Post Office Box 1089

Greenville, South Carolina 29602

(Address of principal executive offices)

 

 

(864) 239-1000

(Issuer's telephone number)

 

Check the appropriate box below if the Form 8-K filing is intended to simultaneously satisfy the filing obligations of the registrant under any of the following provisions:

 

[ ]   Written communications pursuant to Rule 425 under the Securities Act (17 CFR 230.425)

 

[ ]   Soliciting material pursuant to Rule 14a-12 under the Exchange Act (17 CFR 240.14a-12)

 

[ ]   Pre-commencement communications pursuant to Rule 14d-2(b) under the Exchange Act (17 CFR 240.14d-2(b))

 

[ ]   Pre-commencement communications pursuant to Rule 13e-4(c) under the Exchange Act (17 CFR 240.13e-4(c))

 


Item 2.01  Completion of Acquisition or Disposition of Assets

 

Real Estate Associates Limited II, a California limited partnership (the “Registrant”), owns a 99% limited partnership interest in Branford Development Associates Limited Partnership, a Connecticut limited partnership (“Branford Elderly”). Branford Elderly owns a 38-unit apartment complex located in Branford, Connecticut.
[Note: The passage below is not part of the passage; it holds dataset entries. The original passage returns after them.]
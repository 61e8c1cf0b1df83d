use super::RouteAssembler;
use crate::config::ScanConfig;
use crate::error::RouteError;
use crate::mapping::{MappingAnnotationKind, PATH_VARIABLE, REQUEST_MAPPING};
use crate::route::RouteDescriptor;
use crate::syntax::{
    Annotation, AnnotationIndex, ConstantDecl, ExpressionNode, MethodDecl, Parameter, SourceUnit,
    SymbolId, SyntaxTree, TypeDecl,
};
use std::collections::HashSet;

fn get_mapping() -> Annotation {
    Annotation::new(&MappingAnnotationKind::Get.qualified_name())
}

fn request_mapping() -> Annotation {
    Annotation::new(REQUEST_MAPPING)
}

fn path_variable(name: &str, type_name: &str) -> Parameter {
    Parameter::new(name, type_name).with_annotation(Annotation::new(PATH_VARIABLE))
}

fn single_type_tree(decl: TypeDecl) -> SyntaxTree {
    SyntaxTree::new(vec![SourceUnit::new(Some("Controller.java")).with_type(decl)])
}

fn assemble_all(tree: &SyntaxTree, kind: MappingAnnotationKind) -> Vec<RouteDescriptor> {
    let config = ScanConfig::default();
    let assembler = RouteAssembler::new(tree, &config);
    let name = kind.qualified_name();
    tree.occurrences(&name)
        .filter(|site| site.method.is_some())
        .flat_map(|site| assembler.assemble(&site, kind).unwrap())
        .collect()
}

#[test]
fn test_class_prefix_with_typed_variable() {
    let tree = single_type_tree(
        TypeDecl::new("com.acme.UserController")
            .with_annotation(
                request_mapping().with_attribute("path", ExpressionNode::string("/api")),
            )
            .with_method(
                MethodDecl::new("getUser")
                    .with_annotation(
                        get_mapping()
                            .with_attribute("path", ExpressionNode::string("/users/{id}")),
                    )
                    .with_parameter(path_variable("id", "Long")),
            ),
    );

    let routes = assemble_all(&tree, MappingAnnotationKind::Get);
    assert_eq!(routes.len(), 1);
    let route = &routes[0];
    assert_eq!(route.http_method, "GET");
    assert_eq!(route.full_path, "/api/users/{id}");
    assert_eq!(route.variable_type("id"), Some("Long"));
    assert_eq!(route.source.method_name.as_deref(), Some("getUser"));
    assert_eq!(route.source.type_name.as_deref(), Some("com.acme.UserController"));
}

#[test]
fn test_class_prefix_variables_are_typed() {
    let tree = single_type_tree(
        TypeDecl::new("com.acme.MemberController")
            .with_annotation(
                request_mapping().with_attribute("path", ExpressionNode::string("/orgs/{org}")),
            )
            .with_method(
                MethodDecl::new("member")
                    .with_annotation(
                        get_mapping()
                            .with_attribute("path", ExpressionNode::string("/members/{id}")),
                    )
                    .with_parameter(path_variable("org", "String"))
                    .with_parameter(path_variable("id", "Long")),
            ),
    );

    let routes = assemble_all(&tree, MappingAnnotationKind::Get);
    assert_eq!(routes.len(), 1);
    assert_eq!(routes[0].full_path, "/orgs/{org}/members/{id}");
    assert_eq!(routes[0].variable_type("org"), Some("String"));
    assert_eq!(routes[0].variable_type("id"), Some("Long"));
}

#[test]
fn test_array_paths_without_class_mapping() {
    let tree = single_type_tree(TypeDecl::new("com.acme.Plain").with_method(
        MethodDecl::new("both").with_annotation(get_mapping().with_attribute(
            "path",
            ExpressionNode::array(vec![ExpressionNode::string("/a"), ExpressionNode::string("/b")]),
        )),
    ));

    let routes = assemble_all(&tree, MappingAnnotationKind::Get);
    let paths: Vec<_> = routes.iter().map(|r| r.full_path.as_str()).collect();
    assert_eq!(paths, vec!["/a", "/b"]);
}

#[test]
fn test_value_referencing_partially_resolvable_constant() {
    let tree = single_type_tree(
        TypeDecl::new("com.acme.Paths")
            .with_constant(ConstantDecl::new(
                "ROOT",
                Some(ExpressionNode::concat(
                    ExpressionNode::string("/"),
                    ExpressionNode::reference("SUFFIX", None),
                )),
            ))
            .with_method(MethodDecl::new("root").with_annotation(get_mapping().with_attribute(
                "value",
                ExpressionNode::reference("ROOT", Some(SymbolId::new("com.acme.Paths", "ROOT"))),
            ))),
    );

    let routes = assemble_all(&tree, MappingAnnotationKind::Get);
    assert_eq!(routes.len(), 1);
    assert_eq!(routes[0].full_path, "/");
}

#[test]
fn test_path_takes_precedence_over_value() {
    let tree = single_type_tree(TypeDecl::new("com.acme.C").with_method(
        MethodDecl::new("m").with_annotation(
            get_mapping()
                .with_attribute("value", ExpressionNode::string("/from-value"))
                .with_attribute("path", ExpressionNode::string("/from-path")),
        ),
    ));
    let routes = assemble_all(&tree, MappingAnnotationKind::Get);
    assert_eq!(routes[0].full_path, "/from-path");
}

#[test]
fn test_cartesian_product_size_and_distinct_origins() {
    let tree = single_type_tree(
        TypeDecl::new("com.acme.C")
            .with_annotation(request_mapping().with_attribute(
                "value",
                ExpressionNode::array(vec![
                    ExpressionNode::string("/v1"),
                    ExpressionNode::string("/v2"),
                ]),
            ))
            .with_method(
                MethodDecl::new("m").with_annotation(
                    get_mapping()
                        .with_attribute(
                            "path",
                            ExpressionNode::array(vec![
                                ExpressionNode::string("/x"),
                                ExpressionNode::string("/x"),
                                ExpressionNode::string("/y"),
                            ]),
                        )
                        .with_attribute(
                            "params",
                            ExpressionNode::array(vec![
                                ExpressionNode::string("mode=a"),
                                ExpressionNode::string("mode=b"),
                            ]),
                        ),
                ),
            ),
    );

    let routes = assemble_all(&tree, MappingAnnotationKind::Get);
    assert_eq!(routes.len(), 2 * 3 * 2);
    let origins: HashSet<_> = routes.iter().map(|r| r.origin).collect();
    assert_eq!(origins.len(), routes.len());
    assert_eq!(routes.iter().filter(|r| r.full_path == "/v1/x").count(), 4);
    assert_eq!(routes[0].label(), "GET /v1/x [mode=a]");
}

#[test]
fn test_empty_class_and_method_paths_join_to_empty() {
    let tree = single_type_tree(
        TypeDecl::new("com.acme.C")
            .with_annotation(request_mapping())
            .with_method(MethodDecl::new("m").with_annotation(get_mapping())),
    );
    let routes = assemble_all(&tree, MappingAnnotationKind::Get);
    assert_eq!(routes.len(), 1);
    assert_eq!(routes[0].full_path, "");
    assert_eq!(routes[0].params, "");
}

#[test]
fn test_duplicate_path_variable_uses_later_parameter() {
    let tree = single_type_tree(TypeDecl::new("com.acme.C").with_method(
        MethodDecl::new("m")
            .with_annotation(
                get_mapping().with_attribute("path", ExpressionNode::string("/items/{id}")),
            )
            .with_parameter(path_variable("id", "Long"))
            .with_parameter(
                Parameter::new("key", "UUID").with_annotation(
                    Annotation::new(PATH_VARIABLE)
                        .with_attribute("name", ExpressionNode::string("id")),
                ),
            ),
    ));
    let routes = assemble_all(&tree, MappingAnnotationKind::Get);
    assert_eq!(routes[0].variable_type("id"), Some("UUID"));
}

#[test]
fn test_type_level_occurrence_is_malformed() {
    let tree = single_type_tree(TypeDecl::new("com.acme.C").with_annotation(get_mapping()));
    let config = ScanConfig::default();
    let assembler = RouteAssembler::new(&tree, &config);
    let name = MappingAnnotationKind::Get.qualified_name();
    let site = tree.occurrences(&name).next().unwrap();
    let err = assembler.assemble(&site, MappingAnnotationKind::Get).unwrap_err();
    assert!(matches!(err, RouteError::MalformedTarget { .. }));
}

#[test]
fn test_request_mapping_verbs() {
    let tree = SyntaxTree::default();
    let config = ScanConfig::default();
    let assembler = RouteAssembler::new(&tree, &config);

    let none = request_mapping();
    assert_eq!(assembler.http_method(&none, MappingAnnotationKind::Request), "*");

    let single = request_mapping()
        .with_attribute("method", ExpressionNode::reference("RequestMethod.POST", None));
    assert_eq!(assembler.http_method(&single, MappingAnnotationKind::Request), "POST");

    let several = request_mapping().with_attribute(
        "method",
        ExpressionNode::array(vec![
            ExpressionNode::reference("RequestMethod.GET", None),
            ExpressionNode::reference("RequestMethod.HEAD", None),
            ExpressionNode::reference("RequestMethod.GET", None),
        ]),
    );
    assert_eq!(assembler.http_method(&several, MappingAnnotationKind::Request), "GET|HEAD");

    assert_eq!(assembler.http_method(&single, MappingAnnotationKind::Delete), "DELETE");
}

#[test]
fn test_configured_wildcard_method() {
    let tree = single_type_tree(TypeDecl::new("com.acme.C").with_method(
        MethodDecl::new("any").with_annotation(
            request_mapping().with_attribute("path", ExpressionNode::string("/any")),
        ),
    ));
    let config = ScanConfig {
        wildcard_method: "ANY".into(),
        ..ScanConfig::default()
    };
    let assembler = RouteAssembler::new(&tree, &config);
    let site = tree
        .occurrences(REQUEST_MAPPING)
        .find(|s| s.method.is_some())
        .unwrap();
    let routes = assembler.assemble(&site, MappingAnnotationKind::Request).unwrap();
    assert_eq!(routes[0].label(), "ANY /any");
}

#[test]
fn test_owner_without_class_mapping_contributes_no_prefix() {
    let tree = SyntaxTree::default();
    let config = ScanConfig::default();
    let assembler = RouteAssembler::new(&tree, &config);
    let annotation = get_mapping().with_attribute("path", ExpressionNode::string("users"));
    let method = MethodDecl::new("m");
    let site = crate::syntax::AnnotationSite::on_method(&annotation, &method, None);
    let routes = assembler.assemble(&site, MappingAnnotationKind::Get).unwrap();
    assert_eq!(routes[0].full_path, "/users");
    assert_eq!(routes[0].source.type_name, None);
}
As previously disclosed, on October 20, 2011, the Registrant entered into an Assignment and Assumption Agreement (the “Agreement”) with Wendell C. Harp, Michael P. Piscitelli, collectively, the operating general partners of Branford Elderly, Wenchael Incorporated, a Connecticut corporation, and  Branford Development Housing, LLC, a Connecticut limited liability company (the “Assignee”), relating to the assignment of the limited partnership interest held by the Registrant in Branford Elderly for a total price of $1,100,000. The Registrant’s investment balance in Branford Elderly was zero at September 30, 2011.

 

Pursuant to the terms of the Agreement, on December 14, 2011, the Registrant transferred its limited partnership interest in Branford Elderly to the Assignee effective as of December 14, 2011 and received net proceeds of $1,100,000. The Registrant is currently evaluating its cash requirements to determine what portion, if any, of the proceeds received from this transaction will be available to distribute to its partners.